The economy of Stamford, Connecticut is robust and is considered an anomaly for having a large number of corporate headquarters in a city of its size. In the 1980s and 90s, Stamford had the third highest concentration of Fortune 500 companies in the country, with 18 companies headquartered in the city. The only two cities that had higher concentrations in the nation were New York City and Chicago.

In 2017, the city had four Fortune 500 Companies, nine Fortune 1000 Companies, as well as numerous divisions of large corporations. In addition to the North American headquarters of Royal Bank of Scotland and a major office of UBS, many specialized hedge funds, asset managers and trading houses are localized in and around the city. This gives Stamford the largest financial district in New York Metro outside New York City itself and one of the largest concentrations of corporations in the nation.

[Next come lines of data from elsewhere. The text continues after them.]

use std::collections::HashSet;

use uuid::Uuid;

use crate::application::access::{self, AuthUser};
use crate::application::errors::{ServiceError, ServiceResult};
use crate::application::ports::camping_option_repository::{
    CampingOptionPatch, CampingOptionRepository, NewCampingOption,
};
use crate::application::ports::job_category_repository::JobCategoryRepository;
use crate::application::services::validation::{clearable, optional_text, require_text};
use crate::domain::camping::camping_option::CampingOptionDetail;

#[derive(Debug, Clone, Default)]
pub struct CampingOptionInput {
    pub name: Option<String>,
    pub description: Option<String>,
    pub enabled: Option<bool>,
    pub work_shifts_required: Option<i32>,
    pub participant_dues: Option<i64>,
    pub staff_dues: Option<i64>,
    pub max_signups: Option<i32>,
    pub job_category_ids: Option<Vec<Uuid>>,
}

impl CampingOptionInput {
    fn check_amounts(&self) -> ServiceResult<()> {
        let negative = self.work_shifts_required.is_some_and(|v| v < 0)
            || self.participant_dues.is_some_and(|v| v < 0)
            || self.staff_dues.is_some_and(|v| v < 0)
            || self.max_signups.is_some_and(|v| v < 0);
        if negative {
            return Err(ServiceError::bad_request(
                "work_shifts_required, dues and max_signups must not be negative",
            ));
        }
        Ok(())
    }
}

/// De-duplicates the ids and checks every category exists.
async fn resolve_categories<C: JobCategoryRepository + ?Sized>(
    categories: &C,
    ids: &[Uuid],
) -> ServiceResult<Vec<Uuid>> {
    let mut seen = HashSet::new();
    let unique: Vec<Uuid> = ids.iter().copied().filter(|id| seen.insert(*id)).collect();
    let found = categories.get_many(&unique).await?;
    if let Some(missing) = unique.iter().find(|id| !found.iter().any(|c| c.id == **id)) {
        return Err(ServiceError::not_found("Job category", *missing));
    }
    Ok(unique)
}

pub struct ListCampingOptions<'a, R: CampingOptionRepository + ?Sized> {
    pub repo: &'a R,
}

impl<'a, R: CampingOptionRepository + ?Sized> ListCampingOptions<'a, R> {
    pub async fn execute(
        &self,
        actor: &AuthUser,
        include_disabled: bool,
    ) -> ServiceResult<Vec<CampingOptionDetail>> {
        let include_disabled = include_disabled && actor.role.is_staff();
        Ok(self.repo.list(include_disabled).await?)
    }
}

pub struct GetCampingOption<'a, R: CampingOptionRepository + ?Sized> {
    pub repo: &'a R,
}

impl<'a, R: CampingOptionRepository + ?Sized> GetCampingOption<'a, R> {
    pub async fn execute(&self, actor: &AuthUser, id: Uuid) -> ServiceResult<CampingOptionDetail> {
        match self.repo.get(id).await? {
            Some(detail) if detail.option.enabled || actor.role.is_staff() => Ok(detail),
            _ => Err(ServiceError::not_found("Camping option", id)),
        }
    }
}

pub struct CreateCampingOption<'a, R, C>
where
    R: CampingOptionRepository + ?Sized,
    C: JobCategoryRepository + ?Sized,
{
    pub repo: &'a R,
    pub categories: &'a C,
}

impl<'a, R, C> CreateCampingOption<'a, R, C>
where
    R: CampingOptionRepository + ?Sized,
    C: JobCategoryRepository + ?Sized,
{
    pub async fn execute(
        &self,
        actor: &AuthUser,
        input: CampingOptionInput,
    ) -> ServiceResult<CampingOptionDetail> {
        access::require_admin(actor)?;
        input.check_amounts()?;
        let name = require_text("name", input.name.as_deref().unwrap_or_default())?;
        let job_category_ids = resolve_categories(
            self.categories,
            input.job_category_ids.as_deref().unwrap_or_default(),
        )
        .await?;
        let option = self
            .repo
            .create(&NewCampingOption {
                name,
                description: optional_text(input.description),
                enabled: input.enabled.unwrap_or(true),
                work_shifts_required: input.work_shifts_required.unwrap_or(0),
                participant_dues: input.participant_dues.unwrap_or(0),
                staff_dues: input.staff_dues.unwrap_or(0),
                max_signups: input.max_signups.unwrap_or(0),
                job_category_ids,
            })
            .await?;
        tracing::info!(camping_option_id = %option.id, "camping_option_created");
        self.repo
            .get(option.id)
            .await?
            .ok_or_else(|| ServiceError::not_found("Camping option", option.id))
    }
}

pub struct UpdateCampingOption<'a, R, C>
where
    R: CampingOptionRepository + ?Sized,
    C: JobCategoryRepository + ?Sized,
{
    pub repo: &'a R,
    pub categories: &'a C,
}

impl<'a, R, C> UpdateCampingOption<'a, R, C>
where
    R: CampingOptionRepository + ?Sized,
    C: JobCategoryRepository + ?Sized,
{
    pub async fn execute(
        &self,
        actor: &AuthUser,
        id: Uuid,
        input: CampingOptionInput,
    ) -> ServiceResult<CampingOptionDetail> {
        access::require_admin(actor)?;
        input.check_amounts()?;
        let job_category_ids = match input.job_category_ids.as_deref() {
            Some(ids) => Some(resolve_categories(self.categories, ids).await?),
            None => None,
        };
        let patch = CampingOptionPatch {
            name: input
                .name
                .as_deref()
                .map(|n| require_text("name", n))
                .transpose()?,
            description: clearable(input.description),
            enabled: input.enabled,
            work_shifts_required: input.work_shifts_required,
            participant_dues: input.participant_dues,
            staff_dues: input.staff_dues,
            max_signups: input.max_signups,
            job_category_ids,
        };
        self.repo
            .update(id, &patch)
            .await?
            .ok_or_else(|| ServiceError::not_found("Camping option", id))?;
        self.repo
            .get(id)
            .await?
            .ok_or_else(|| ServiceError::not_found("Camping option", id))
    }
}

pub struct DeleteCampingOption<'a, R: CampingOptionRepository + ?Sized> {
    pub repo: &'a R,
}

impl<'a, R: CampingOptionRepository + ?Sized> DeleteCampingOption<'a, R> {
    pub async fn execute(&self, actor: &AuthUser, id: Uuid) -> ServiceResult<()> {
        access::require_admin(actor)?;
        if self.repo.get(id).await?.is_none() {
            return Err(ServiceError::not_found("Camping option", id));
        }
        if self.repo.count_registrations(id).await? > 0 {
            return Err(ServiceError::conflict(
                "camping option has registrations and cannot be deleted",
            ));
        }
        self.repo.delete(id).await?;
        Ok(())
    }
}

#[cfg(test)]
mod tests {
    use super::*;
    use crate::application::test_support::{InMemoryStore, auth_user};
    use crate::domain::users::user::UserRole;

    #[tokio::test]
    async fn create_links_existing_categories() {
        let store = InMemoryStore::default();
        let admin = store.seed_user("admin@example.com", UserRole::Admin).await;
        let kitchen = store.seed_category("Kitchen", false, false).await;
        let detail = CreateCampingOption {
            repo: &store,
            categories: &store,
        }
        .execute(
            &auth_user(&admin),
            CampingOptionInput {
                name: Some("Tent".into()),
                participant_dues: Some(15000),
                job_category_ids: Some(vec![kitchen.id, kitchen.id]),
                ..Default::default()
            },
        )
        .await
        .unwrap();
        assert_eq!(detail.option.job_category_ids, vec![kitchen.id]);
        assert!(detail.option.enabled);
        assert_eq!(detail.current_signups, 0);
    }

    #[tokio::test]
    async fn unknown_category_is_not_found() {
        let store = InMemoryStore::default();
        let admin = store.seed_user("admin@example.com", UserRole::Admin).await;
        let err = CreateCampingOption {
            repo: &store,
            categories: &store,
        }
        .execute(
            &auth_user(&admin),
            CampingOptionInput {
                name: Some("Tent".into()),
                job_category_ids: Some(vec![Uuid::new_v4()]),
                ..Default::default()
            },
        )
        .await
        .unwrap_err();
        assert!(matches!(err, ServiceError::NotFound(_)));
    }

    #[tokio::test]
    async fn negative_dues_are_rejected() {
        let store = InMemoryStore::default();
        let admin = store.seed_user("admin@example.com", UserRole::Admin).await;
        let err = CreateCampingOption {
            repo: &store,
            categories: &store,
        }
        .execute(
            &auth_user(&admin),
            CampingOptionInput {
                name: Some("Tent".into()),
                staff_dues: Some(-1),
                ..Default::default()
            },
        )
        .await
        .unwrap_err();
        assert!(matches!(err, ServiceError::BadRequest(_)));
    }

    #[tokio::test]
    async fn disabled_options_hidden_from_participants() {
        let store = InMemoryStore::default();
        let me = store.seed_user("me@example.com", UserRole::Participant).await;
        let staff = store.seed_user("staff@example.com", UserRole::Staff).await;
        store.seed_option("Tent", 0, 0, &[]).await;
        let hidden = store.seed_option("Yurt", 0, 0, &[]).await;
        store.set_option_enabled(hidden.id, false).await;

        let list = ListCampingOptions { repo: &store };
        assert_eq!(list.execute(&auth_user(&me), true).await.unwrap().len(), 1);
        assert_eq!(list.execute(&auth_user(&staff), true).await.unwrap().len(), 2);
        assert_eq!(list.execute(&auth_user(&staff), false).await.unwrap().len(), 1);

        let get = GetCampingOption { repo: &store };
        assert!(matches!(
            get.execute(&auth_user(&me), hidden.id).await.unwrap_err(),
            ServiceError::NotFound(_)
        ));
        assert!(get.execute(&auth_user(&staff), hidden.id).await.is_ok());
    }

    #[tokio::test]
    async fn update_replaces_categories() {
        let store = InMemoryStore::default();
        let admin = store.seed_user("admin@example.com", UserRole::Admin).await;
        let kitchen = store.seed_category("Kitchen", false, false).await;
        let gate = store.seed_category("Gate", false, false).await;
        let option = store.seed_option("Tent", 0, 0, &[kitchen.id]).await;
        let detail = UpdateCampingOption {
            repo: &store,
            categories: &store,
        }
        .execute(
            &auth_user(&admin),
            option.id,
            CampingOptionInput {
                job_category_ids: Some(vec![gate.id]),
                max_signups: Some(20),
                ..Default::default()
            },
        )
        .await
        .unwrap();
        assert_eq!(detail.option.job_category_ids, vec![gate.id]);
        assert_eq!(detail.option.max_signups, 20);
    }

    #[tokio::test]
    async fn delete_with_registrations_conflicts() {
        let store = InMemoryStore::default();
        let admin = store.seed_user("admin@example.com", UserRole::Admin).await;
        let me = store.seed_user("me@example.com", UserRole::Participant).await;
        let option = store.seed_option("Tent", 0, 0, &[]).await;
        store.seed_registration_with_option(me.id, 2026, option.id).await;
        let err = DeleteCampingOption { repo: &store }
            .execute(&auth_user(&admin), option.id)
            .await
            .unwrap_err();
        assert!(matches!(err, ServiceError::Conflict(_)));
    }
}
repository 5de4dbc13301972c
pub mod http;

In recent years, various digital media corporations have moved to Stamford as a less expensive place to do production while having easy access to both New York City and Boston. Corporations include NBCUniversal, NBC Sports Group, WWE, A+E Networks, The People's Court, YES Network, ITV America, This Old House, Charter Communications, Thomson Reuters, and Meredith Corporation.

==Notable companies==
- AmeriCares Foundation- Global Headquarters located at 88 Hamilton Ave. Americares it is a nonprofit organization that focuses on disaster relief and world health issues. Forbes ranked it #17 on the 2016 100 Largest U.S. Charities list, and had revenues of over $740 million in 2015, with 98% of that going to charitable uses. The President & CEO is Michael Nyenhuis.
- Cenveo (CVO)- Global Headquarters located at 200 First Stamford Pl. Cenveo is a world leader in commercial printing, custom packaging, envelopes, and labels. It was ranked #989 on the 2016 Fortune 1000 list with over $1.9 billion in annual revenue and 7,300 employees worldwide. It was also ranked the 6th largest printing company in North America by Printing Impressions magazine in 2016. The CEO is Robert Burton.
- Charter Communications (CHTR)- Headquartered at 400 Atlantic St. Charter became the second largest cable communications company in the United States after its acquisitions of Time Warner Cable and Bright House Networks in 2016. It was ranked #96 on the 2017 Fortune 500 list, jumping nearly 200 positions from its 2016 ranking of #292. Charter is currently Stamford's largest earning company with annual revenue of over $29 billion, and employs over 91,500 people nationwide. The CEO for Charter Communications is Chris Winfrey.
- Conair Corporation- "De Facto" Headquarters located at 1 Cummings Point Rd. While the official headquarters are in East Windsor, NJ, owner and CEO Leandro (Lee) Rizzuto and most of the major executives have their offices in the Stamford office, giving it the de facto headquarter title. In recent years, Conair has expanded its workforce in Stamford to over 430 in 2017, and acquired a second office building in 2014. Forbes ranked Conair as #204 on their 2016 list of America's Largest Private Companies with revenue of $2.2 billion and almost 3,500 employees company-wide. Some of the brands owned by Conair include Cuisinart, Rusk, and Waring.
- Crane Co. (CR)- Headquartered at 100 First Stamford Pl. Crane Co. has a diverse portfolio of industrial products from aerospace and electronics components, to vending machines such as Dixie-Narco, to sensing and control systems. It was ranked #767 on the 2017 Fortune 1000 list with revenues of over $2.74 billion, and employs over 11,000 nationwide with about 85 working in the corporate headquarters in Stamford. The President & CEO is Max H. Mitchell.
- Deloitte- Office at 695 E. Main St. Deloitte is an industry leading consulting firm that specializes in asset management, financial advisory, tax, and audit services to clients. In 2017, Deloitte moved to Stamford in November 2014, and has quickly expanded to about 1,000 employees in the city, making one of the largest employers in Stamford. In 2016, Deloitte saw revenues of almost $37 billion and had over 244,400 employees globally. Deloitte's CEO is Joe Ucuzoglu, who became CEO in 2022. Previous CEO Cathy Engelbert became the first female CEO of a major US professional services firm in 2015 and was listed as one of Fortune's Most Powerful Women in 2015 and 2016. She left Deloitte in 2019 to become commissioner of the WNBA.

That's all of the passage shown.